I recognise as well that I have a need to be seen as on top of things...my worst fear is that people think I'm crap.

See, I'm my own worst enemy is the bottom line...

Wouldn't blame you for telling me to get a grip!

albertcamus Thu 25-Nov-10 13:38:25

YANBU at all. I am super-efficient at work, with a result that my boss who is highly dyspraxic, uses me to organise far more than I am responsible for. Much as I like him, it does wear me down. I am usually weeks ahead of other people purely through graft and OCD about not going home until I have dealt with everything humanly possible. Net result = exhaustion (mainly mental but also sometimes physical), being taken for granted by the powers that be, and now feeling guilty that this week I have adopted a zero-tolerance attitude and have not been my usual co-operative self. They now think that I have home / hormonal / external problems, never wondering for a minute whether it could be their own incompetence that has caused me to pull back a bit this week and not do everybody else's jobs for them !
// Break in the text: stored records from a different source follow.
//! Registrar gateway registry
//!
//! Maps gateway type names to factories so the daemon can build whichever
//! gateway the configuration names without matching on every variant.
//!
//! ```rust,ignore
//! use domreg_core::registry::GatewayRegistry;
//!
//! let registry = GatewayRegistry::new();
//! domreg_gateway_route53::register(&registry);
//!
//! let gateway = registry.create_gateway(&config.gateway)?;
//! ```

use std::collections::HashMap;
use std::sync::RwLock;

use crate::config::GatewayConfig;
use crate::error::{Error, Result};
use crate::gateway::MemoryRegistrarFactory;
use crate::traits::{GatewayFactory, RegistrarGateway};

/// Registry of gateway factories keyed by type name
#[derive(Default)]
pub struct GatewayRegistry {
    factories: RwLock<HashMap<String, Box<dyn GatewayFactory>>>,
}

impl GatewayRegistry {
    /// Create an empty registry
    pub fn new() -> Self {
        Self::default()
    }

    /// Create a registry with the in-memory gateway already registered
    pub fn with_builtin() -> Self {
        let registry = Self::new();
        registry.register_gateway("memory", Box::new(MemoryRegistrarFactory));
        registry
    }

    /// Register a gateway factory under `name`
    ///
    /// A later registration under the same name replaces the earlier one.
    pub fn register_gateway(&self, name: impl Into<String>, factory: Box<dyn GatewayFactory>) {
        let mut factories = self
            .factories
            .write()
            .unwrap_or_else(|poisoned| poisoned.into_inner());
        factories.insert(name.into(), factory);
    }

    /// Build a gateway for the given configuration
    pub fn create_gateway(&self, config: &GatewayConfig) -> Result<Box<dyn RegistrarGateway>> {
        let gateway_type = config.type_name();
        let factories = self
            .factories
            .read()
            .unwrap_or_else(|poisoned| poisoned.into_inner());

        let factory = factories
            .get(gateway_type)
            .ok_or_else(|| Error::config(format!("Unknown gateway type: {}", gateway_type)))?;

        factory.create(config)
    }

    /// Registered gateway type names, sorted
    pub fn list_gateways(&self) -> Vec<String> {
        let factories = self
            .factories
            .read()
            .unwrap_or_else(|poisoned| poisoned.into_inner());
        let mut names: Vec<String> = factories.keys().cloned().collect();
        names.sort();
        names
    }

    pub fn has_gateway(&self, name: &str) -> bool {
        self.factories
            .read()
            .unwrap_or_else(|poisoned| poisoned.into_inner())
            .contains_key(name)
    }
}
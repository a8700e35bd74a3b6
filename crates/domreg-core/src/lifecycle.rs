//! Custom-resource lifecycle events
//!
//! Parses the create/update/delete request delivered by the orchestrating
//! framework, dispatches it to the [`Reconciler`], and builds the response
//! document the framework expects back.
//!
//! ## Inbound shape
//!
//! ```json
//! {
//!   "RequestType": "Create",
//!   "RequestId": "...",
//!   "StackId": "...",
//!   "LogicalResourceId": "Domain",
//!   "ResourceProperties": {
//!     "DomainName": "example.com",
//!     "Contact": { "firstName": "...", "type": "PERSON", ... },
//!     "AutoRenew": "true",
//!     "NameServers": ["ns1.example.net"],
//!     "TransferAuthCode": "..."
//!   }
//! }
//! ```

use std::io::Read;
use std::path::Path;

use serde::{Deserialize, Deserializer, Serialize};
use tracing::{error, info};

use crate::engine::Reconciler;
use crate::error::{Error, Result};
use crate::model::{Contact, DesiredDomainState};

/// Kind of lifecycle request
#[derive(Debug, Clone, Copy, PartialEq, Eq, Serialize, Deserialize)]
pub enum RequestType {
    Create,
    Update,
    Delete,
}

/// A lifecycle request from the orchestrating framework
#[derive(Debug, Clone, Deserialize)]
#[serde(rename_all = "PascalCase")]
pub struct LifecycleEvent {
    pub request_type: RequestType,
    #[serde(default)]
    pub request_id: String,
    #[serde(default)]
    pub stack_id: String,
    #[serde(default)]
    pub logical_resource_id: String,
    #[serde(default)]
    pub physical_resource_id: Option<String>,
    #[serde(rename = "ResponseURL", default)]
    pub response_url: Option<String>,
    /// Parsed lazily: a delete only needs the domain name
    #[serde(default)]
    pub resource_properties: serde_json::Value,
}

/// Typed view of `ResourceProperties`
#[derive(Debug, Clone, Deserialize)]
#[serde(rename_all = "PascalCase")]
struct ResourceProperties {
    domain_name: String,
    contact: Contact,
    #[serde(deserialize_with = "deserialize_flexible_bool")]
    auto_renew: bool,
    #[serde(default)]
    name_servers: Option<Vec<String>>,
    #[serde(default)]
    transfer_auth_code: Option<String>,
}

/// Accept `true`, `"true"`, `"True"`, and the same for false
///
/// Templating layers frequently deliver booleans as strings.
fn deserialize_flexible_bool<'de, D>(deserializer: D) -> std::result::Result<bool, D::Error>
where
    D: Deserializer<'de>,
{
    #[derive(Deserialize)]
    #[serde(untagged)]
    enum BoolOrString {
        Bool(bool),
        String(String),
    }

    match BoolOrString::deserialize(deserializer)? {
        BoolOrString::Bool(b) => Ok(b),
        BoolOrString::String(s) => match s.trim().to_ascii_lowercase().as_str() {
            "true" => Ok(true),
            "false" => Ok(false),
            other => Err(serde::de::Error::custom(format!(
                "expected a boolean, got \"{}\"",
                other
            ))),
        },
    }
}

impl LifecycleEvent {
    /// Parse an event from a JSON string
    pub fn from_json(json: &str) -> Result<Self> {
        Ok(serde_json::from_str(json)?)
    }

    /// Read and parse an event from any reader (e.g., stdin)
    pub fn from_reader(mut reader: impl Read) -> Result<Self> {
        let mut buf = String::new();
        reader.read_to_string(&mut buf)?;
        Self::from_json(&buf)
    }

    /// Read and parse an event from a file
    pub fn from_path(path: impl AsRef<Path>) -> Result<Self> {
        let contents = std::fs::read_to_string(path)?;
        Self::from_json(&contents)
    }

    /// Desired state carried by a create or update request
    pub fn desired_state(&self) -> Result<DesiredDomainState> {
        let props: ResourceProperties = serde_json::from_value(self.resource_properties.clone())
            .map_err(|e| Error::invalid_input(format!("ResourceProperties: {}", e)))?;

        Ok(DesiredDomainState {
            domain_name: props.domain_name,
            contact: props.contact,
            auto_renew: props.auto_renew,
            name_servers: props.name_servers.unwrap_or_default(),
            transfer_auth_code: props.transfer_auth_code.filter(|code| !code.is_empty()),
        })
    }

    /// Domain name of the resource, best effort
    ///
    /// Prefers `ResourceProperties.DomainName`, then the physical id from an
    /// earlier response.
    pub fn domain_name(&self) -> Option<String> {
        self.resource_properties
            .get("DomainName")
            .and_then(|v| v.as_str())
            .filter(|s| !s.is_empty())
            .map(str::to_string)
            .or_else(|| self.physical_resource_id.clone())
    }
}

/// Outcome reported to the framework
#[derive(Debug, Clone, Copy, PartialEq, Eq, Serialize, Deserialize)]
#[serde(rename_all = "SCREAMING_SNAKE_CASE")]
pub enum ResponseStatus {
    Success,
    Failed,
}

/// Response document for a lifecycle request
#[derive(Debug, Clone, PartialEq, Eq, Serialize, Deserialize)]
#[serde(rename_all = "PascalCase")]
pub struct LifecycleResponse {
    pub status: ResponseStatus,
    #[serde(default, skip_serializing_if = "Option::is_none")]
    pub reason: Option<String>,
    pub physical_resource_id: String,
    pub stack_id: String,
    pub request_id: String,
    pub logical_resource_id: String,
}

impl LifecycleResponse {
    fn for_event(event: &LifecycleEvent, physical_resource_id: String) -> Self {
        Self {
            status: ResponseStatus::Success,
            reason: None,
            physical_resource_id,
            stack_id: event.stack_id.clone(),
            request_id: event.request_id.clone(),
            logical_resource_id: event.logical_resource_id.clone(),
        }
    }

    /// Successful response with the domain as the resource identity
    pub fn success(event: &LifecycleEvent, domain_name: String) -> Self {
        Self::for_event(event, domain_name)
    }

    /// Failed response carrying the error as the reason
    pub fn failed(event: &LifecycleEvent, physical_resource_id: String, error: &Error) -> Self {
        Self {
            status: ResponseStatus::Failed,
            reason: Some(error.to_string()),
            ..Self::for_event(event, physical_resource_id)
        }
    }

    /// Failed response keyed by the event's domain name when it has one
    pub fn failed_for(event: &LifecycleEvent, error: &Error) -> Self {
        let physical_resource_id = event
            .domain_name()
            .unwrap_or_else(|| event.logical_resource_id.clone());
        Self::failed(event, physical_resource_id, error)
    }

    pub fn is_success(&self) -> bool {
        self.status == ResponseStatus::Success
    }
}

/// Dispatch a lifecycle event and build its response
///
/// Errors never escape: they become a `FAILED` response whose physical id is
/// still the domain name when one can be found.
pub async fn handle_event(reconciler: &Reconciler, event: &LifecycleEvent) -> LifecycleResponse {
    info!(
        "Got {:?} for {} (request {})",
        event.request_type, event.logical_resource_id, event.request_id
    );

    let result = dispatch(reconciler, event).await;

    match result {
        Ok(domain_name) => LifecycleResponse::success(event, domain_name),
        Err(e) => {
            error!("{:?} request {} failed: {}", event.request_type, event.request_id, e);
            LifecycleResponse::failed_for(event, &e)
        }
    }
}

async fn dispatch(reconciler: &Reconciler, event: &LifecycleEvent) -> Result<String> {
    match event.request_type {
        RequestType::Create => reconciler.create(&event.desired_state()?).await,
        RequestType::Update => reconciler.update(&event.desired_state()?).await,
        RequestType::Delete => {
            let domain_name = event.domain_name().ok_or_else(|| {
                Error::invalid_input("Delete request carries no DomainName or PhysicalResourceId")
            })?;
            reconciler.delete(&domain_name).await
        }
    }
}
Hassled Thu 25-Nov-10 13:38:59

I think learning how to say "no" is an undervalued skill. It's a lot easier to say yes, but then your issues become self-perpetuating. I've discovered the joys of saying "no" only recently - am a lot better off for it.

MiraArte Thu 25-Nov-10 13:54:34

Message withdrawn

Litchick Thu 25-Nov-10 14:06:47

Can I ask you efficient ladies what you do when things change constantly and often at the last minute.

I often try to get organised, only ti receive a hospital pass at the last second. So my plans were pointless and go to pot and I get disheartened.

EG this week I made a note of what activities the kids were doing after school, which buses they would be on, who would pick them up. But now I've received an email saying drama is not on tonight...best laid plans.

abr1de Thu 25-Nov-10 14:10:49

I cultivate, no, make that ingratiate myself, with any other women who have children in the same schools as my two, and do LOADS of favours, in the hope that I can ring them up in an emergency and ask for help.

I so hear you all about the disorganised people wanting the organised to sort them out.

Just say no has helped me get out of all kinds of things this year. I don't seem so worried about seeming selfish.

SeaTrek Thu 25-Nov-10 14:19:57

Ah - 'the curse of the competent woman'.

After many gripes about this topic with a friend we both decided to do as abr1de said and simply say no or become vague or simply lie. It really does work a treat.

I do stil help people out and do favours but I won't step-in as far as I did. In the longrun it really doesn't do anyone any favours.

Litchick Thu 25-Nov-10 14:21:53

Abride - I do lots of lift shares/reciprocal drop offs etc, so I can sort tonight out, but it feels like there was no point making the original arrangements iyswim cos I've had to let down one person now and beg a favour from another at the last moment.

Then there are the HP tickets I booked for Sunday and DD has been asked to go in to school to help make sets for the new production.

And I designated Monday xmas shopping day, but I've been asked to work now.

I feel like a leaf blowing in the wind.

brassick Thu 25-Nov-10 14:24:50

Yes, dd2 came home last night and said she had been asked to take part in a concert for the local chapel.

Luckily it falls into a "slot" that isn't already filled with one of her or dd1's activities hmm

But we are running out of available time...something's going to clash soon, and there's another source of guilt - how do you choose?

Litchick Thu 25-Nov-10 14:37:32

It is horrible when there is a clash and someone has to suffer.
I try to dole out the pain fairly.
Last week I couldn't watch DD sing after school becuase I had to pick up DS.
This week DS will have to miss football practice.

WowOoo Thu 25-Nov-10 14:44:10

Hassled is right. It's a skill.

It is so tricky to draw that line between politeness and bluntness/ rudeness. Also I feel guilty if i know I could actually help someone and have just told them i can not.

But, I have to tell myself that it's OK to be selfish sometimes.

I got annoyed with friend last week 'But you enjoy doing stuff like this'.

Well, actually I do when it benefits my family, the favour is reciprocated or genuinely needed as a one off.

Don't we have enough to feel guilty about?